Foreign activity accounted for expenditure in Australia of $418 million in 2014/15, a record high, predominantly due to location shooting for the latest Pirates of the Caribbean movie and PDV activity on two movies in the LEGO franchise. Five foreign features and one foreign TV drama started shooting in Australia during the year, and ten foreign projects (including one TV drama) undertook PDV in Australia without shooting here.
Australian TV drama expenditure decreased by 13 per cent on last year with drama for adults dropping back from recent record levels. Expenditure by the children’s TV drama titles – both domestic and co-production – increased.
Australian feature production expenditure Australian feature production expenditure totalled $121 million on 35 films, down from last year’s $297 million on 35 films. No high-budget US studio-financed domestic films started shooting this year, but the core Australian slate remained steady.
“Australian TV drama is hugely popular and we’re seeing fantastic audiences for programs like Catching Milat, Peter Allen: Not the Boy Next Door and House of Hancock” said Screen Australia CEO Graeme Mason, “It is, however, very expensive to produce, especially when weighed up against the cost of cheap American imports. With much more competition in the SVOD environment further fragmenting audiences, government incentives to produce local content will be more important than ever. Support for Australian stories is crucial to maintaining the great cultural dividends we’re seeing for audiences across all platforms,” he said.
TV hours for adult drama were down in 2014/15, as most programs had duration of 10 hours or less. The 2014/15 period did include returning seasons such as Winners and Losers (Seven) and Love Child (Nine) as well as new titles including The Beautiful Lie and The Secret River and the yet to be aired Cleverman, (all ABC) The Principal (SBS) and the upcoming The Kettering Incident (Foxtel). Subscription television finance had its highest recorded contribution to the TV drama slate, including the series Open Slather. With ABC drama production still strong and three new SBS titles, the industry is yet to see the impact of the Federal Government’s budget cuts to the public broadcasters.

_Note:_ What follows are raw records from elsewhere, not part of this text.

//! HTML reporter with embedded styles
//!
//! Generates a standalone forensic dashboard that can be viewed in any browser.
//! Includes:
//! - Risk assessment banner colored by verdict band
//! - Metrics table with per-category status
//! - Evidence legend and the statement with matched phrases highlighted
//! - Qualitative conclusion

use super::highlight::Segment;
use super::StatementReport;
use crate::models::{Category, Status, Verdict};
use anyhow::Result;
use chrono::Local;

/// Render report as standalone HTML
pub fn render(report: &StatementReport) -> Result<String> {
    let mut html = String::new();

    // DOCTYPE and head
    html.push_str(&render_head(report));

    // Body
    html.push_str("<body>\n<div class=\"container\">\n");

    html.push_str(&render_header(report));
    html.push_str(&render_risk_banner(report));
    html.push_str(&render_metrics_table(report));
    html.push_str(&render_legend(report));
    html.push_str(&render_evidence(report));
    html.push_str(&render_conclusion(report));

    html.push_str("</div>\n</body>\n</html>\n");

    Ok(html)
}

/// Highlight background per category
fn category_background(category: Category) -> &'static str {
    match category {
        Category::Qualifier => "#ffcccc",
        Category::TemporalDiscontinuity => "#ffd9b3",
        Category::Hedging => "#ffffcc",
        Category::SelfReference => "#ccf2ff",
        Category::Filler => "#e6ccff",
    }
}

fn status_color(status: Status) -> &'static str {
    match status {
        Status::Ok => "#27ae60",
        Status::Warning => "#e67e22",
        Status::Critical => "#e74c3c",
    }
}

fn risk_class(verdict: Verdict) -> &'static str {
    match verdict {
        Verdict::High => "high",
        Verdict::Moderate => "med",
        Verdict::Low => "low",
    }
}

fn render_head(report: &StatementReport) -> String {
    format!(
        r#"<!DOCTYPE html>
<html lang="en">
<head>
    <meta charset="UTF-8">
    <meta name="viewport" content="width=device-width, initial-scale=1.0">
    <title>LYAR Forensic Report - Risk {}/100</title>
    <style>
{CSS}
    </style>
</head>
"#,
        report.risk_score
    )
}

fn render_header(report: &StatementReport) -> String {
    let date = Local::now().format("%Y-%m-%d");
    format!(
        r#"<h1>LYAR Forensic Analysis Dashboard</h1>
<p><strong>Analysis Date:</strong> {} | <strong>Total Word Count:</strong> {}</p>
"#,
        date, report.total_words
    )
}

fn render_risk_banner(report: &StatementReport) -> String {
    format!(
        r#"<div class="risk {}">
    Risk Assessment Score: {} / 100
</div>
"#,
        risk_class(report.verdict),
        report.risk_score
    )
}

fn render_metrics_table(report: &StatementReport) -> String {
    let mut rows = String::new();
    for row in &report.categories {
        let baseline = format!(
            "{} {:.1}%",
            html_escape(row.direction.symbol()),
            row.baseline
        );
        rows.push_str(&format!(
            r#"            <tr>
                <td><strong>{}</strong></td>
                <td>{:.2}%</td>
                <td>{}</td>
                <td style="color: {}; font-weight: bold;">{}</td>
            </tr>
"#,
            html_escape(&row.label),
            row.density,
            baseline,
            status_color(row.status),
            row.status.label()
        ));
    }

    format!(
        r#"<h3>Statistical Metrics</h3>
<table>
    <thead>
        <tr><th>Indicator</th><th>Measured Value</th><th>Baseline</th><th>Status</th></tr>
    </thead>
    <tbody>
{}    </tbody>
</table>
"#,
        rows
    )
}

fn render_legend(report: &StatementReport) -> String {
    // Legend order follows severity of the evidence, strongest first
    let order = [
        Category::Qualifier,
        Category::TemporalDiscontinuity,
        Category::Hedging,
        Category::SelfReference,
        Category::Filler,
    ];
    let mut items = String::new();
    for category in order {
        let Some(row) = report.categories.iter().find(|r| r.category == category) else {
            continue;
        };
        items.push_str(&format!(
            "    <div class=\"legend-item\"><div class=\"color-box\" style=\"background: {};\"></div> {}</div>\n",
            category_background(category),
            html_escape(&row.legend)
        ));
    }
    format!(
        "<h3>Linguistic Evidence Legend</h3>\n<div class=\"legend\">\n{}</div>\n",
        items
    )
}

fn render_evidence(report: &StatementReport) -> String {
    let mut body = String::new();
    for segment in report.highlighter().segments(&report.statement) {
        match segment {
            Segment::Plain(text) => body.push_str(&html_escape(text)),
            Segment::Marked(text, category) => body.push_str(&format!(
                "<span class=\"mark\" style=\"background-color: {};\">{}</span>",
                category_background(category),
                html_escape(text)
            )),
        }
    }
    format!(
        "<h3>Highlighted Text Evidence</h3>\n<div class=\"box\">{}</div>\n",
        body
    )
}

fn render_conclusion(report: &StatementReport) -> String {
    format!(
        r#"<div class="conclusion">
    <strong>Conclusion:</strong> {}
</div>
"#,
        html_escape(&report.conclusion)
    )
}

pub(super) fn html_escape(s: &str) -> String {
    s.replace('&', "&amp;")
        .replace('<', "&lt;")
        .replace('>', "&gt;")
        .replace('"', "&quot;")
        .replace('\'', "&#39;")
}

// Embedded CSS
const CSS: &str = r#"
body { font-family: 'Segoe UI', Tahoma, Geneva, Verdana, sans-serif; margin: 40px; background: #f4f4f9; color: #333; }
.container { background: white; padding: 30px; border-radius: 8px; box-shadow: 0 4px 15px rgba(0,0,0,0.1); max-width: 900px; margin: auto; }
h1, h3 { color: #2c3e50; border-bottom: 2px solid #eee; padding-bottom: 10px; }
.risk { padding: 20px; text-align: center; font-size: 24px; font-weight: bold; margin: 20px 0; border-radius: 6px; color: white; text-transform: uppercase; letter-spacing: 1px; }
.high { background: #e74c3c; box-shadow: 0 4px 10px rgba(231, 76, 60, 0.3); }
.med { background: #f39c12; box-shadow: 0 4px 10px rgba(243, 156, 18, 0.3); }
.low { background: #27ae60; box-shadow: 0 4px 10px rgba(39, 174, 96, 0.3); }

.legend { display: flex; flex-wrap: wrap; gap: 15px; margin: 15px 0; padding: 15px; background: #f8fafc; border-radius: 5px; border: 1px solid #e2e8f0; }
.legend-item { display: flex; align-items: center; font-size: 0.85em; font-weight: bold; }
.color-box { width: 18px; height: 18px; border-radius: 3px; margin-right: 8px; border: 1px solid #cbd5e1; }

.box { background: #fafafa; border: 1px solid #eee; padding: 25px; white-space: pre-wrap; line-height: 1.8; font-size: 1.1em; border-radius: 4px; }
.mark { font-weight: bold; padding: 1px 3px; border-radius: 3px; }
table { width: 100%; border-collapse: collapse; margin: 25px 0; font-size: 0.95em; }
th, td { padding: 12px 15px; border-bottom: 1px solid #edf2f7; text-align: left; }
th { background-color: #f8fafc; color: #64748b; text-transform: uppercase; font-size: 0.85em; }
.conclusion { font-style: italic; color: #475569; margin-top: 20px; padding: 15px; background: #f1f5f9; border-left: 4px solid #cbd5e1; }
"#;

#[cfg(test)]
mod tests {
    use super::*;
    use crate::engine::MetricsEngine;
    use crate::reporters::tests::test_report;

    #[test]
    fn test_html_render_structure() {
        let html = render(&test_report()).expect("render HTML");
        assert!(html.starts_with("<!DOCTYPE html>"));
        assert!(html.contains("Risk Assessment Score: 20 / 100"));
        assert!(html.contains("<div class=\"risk low\">"));
        assert!(html.contains("<strong>Total Word Count:</strong> 9"));
        let date = chrono::Local::now().format("%Y-%m-%d").to_string();
        assert!(html.contains(&format!("<strong>Analysis Date:</strong> {}", date)));
        assert!(html.contains("&lt; 3.5%"));
        assert!(html.contains("&gt; 4.0%"));
        assert!(html.contains("[WARNING]"));
        assert!(html.contains("Time Leaps (Narrative Gaps)"));
        assert!(html.ends_with("</html>\n"));
    }

    #[test]
    fn test_html_highlights_without_nesting() {
        let html = render(&test_report()).unwrap();
        assert!(html.contains(
            "<span class=\"mark\" style=\"background-color: #ffd9b3;\">Then</span>"
        ));
        assert!(!html.contains("<span class=\"mark\" style=\"background-color: #ccf2ff;\"><span"));
    }

    #[test]
    fn test_html_escapes_statement() {
        let engine = MetricsEngine::standard().unwrap();
        let text = "<script>alert('x')</script> Honestly I was there & then left.";
        let result = engine.analyze(text).unwrap();
        let report = StatementReport::new(text, &result, engine.lexicon());
        let html = render(&report).unwrap();
        assert!(!html.contains("<script>"));
        assert!(html.contains("&lt;script&gt;"));
        assert!(html.contains("&amp; "));
        assert!(html.contains(">Honestly</span>"));
    }

    #[test]
    fn test_html_escape() {
        assert_eq!(html_escape("<a href=\"x\">'&'</a>"), "&lt;a href=&quot;x&quot;&gt;&#39;&amp;&#39;&lt;/a&gt;");
    }
}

Children’s TV spend was up this year, and hours declined, although quotas for the broadcast of local children’s programming on the commercial free-to -air networks ensure a balance of production over time.
With the introduction of Video-on-Demand (VOD) services, there was a growth in professionally-produced drama content being created for online release. Titles that are 60 minutes or more in total and made for Catch-up or Subscription VOD are captured for the first time in the data of this report, including No Activity and Plonk Series 2 (both Stan).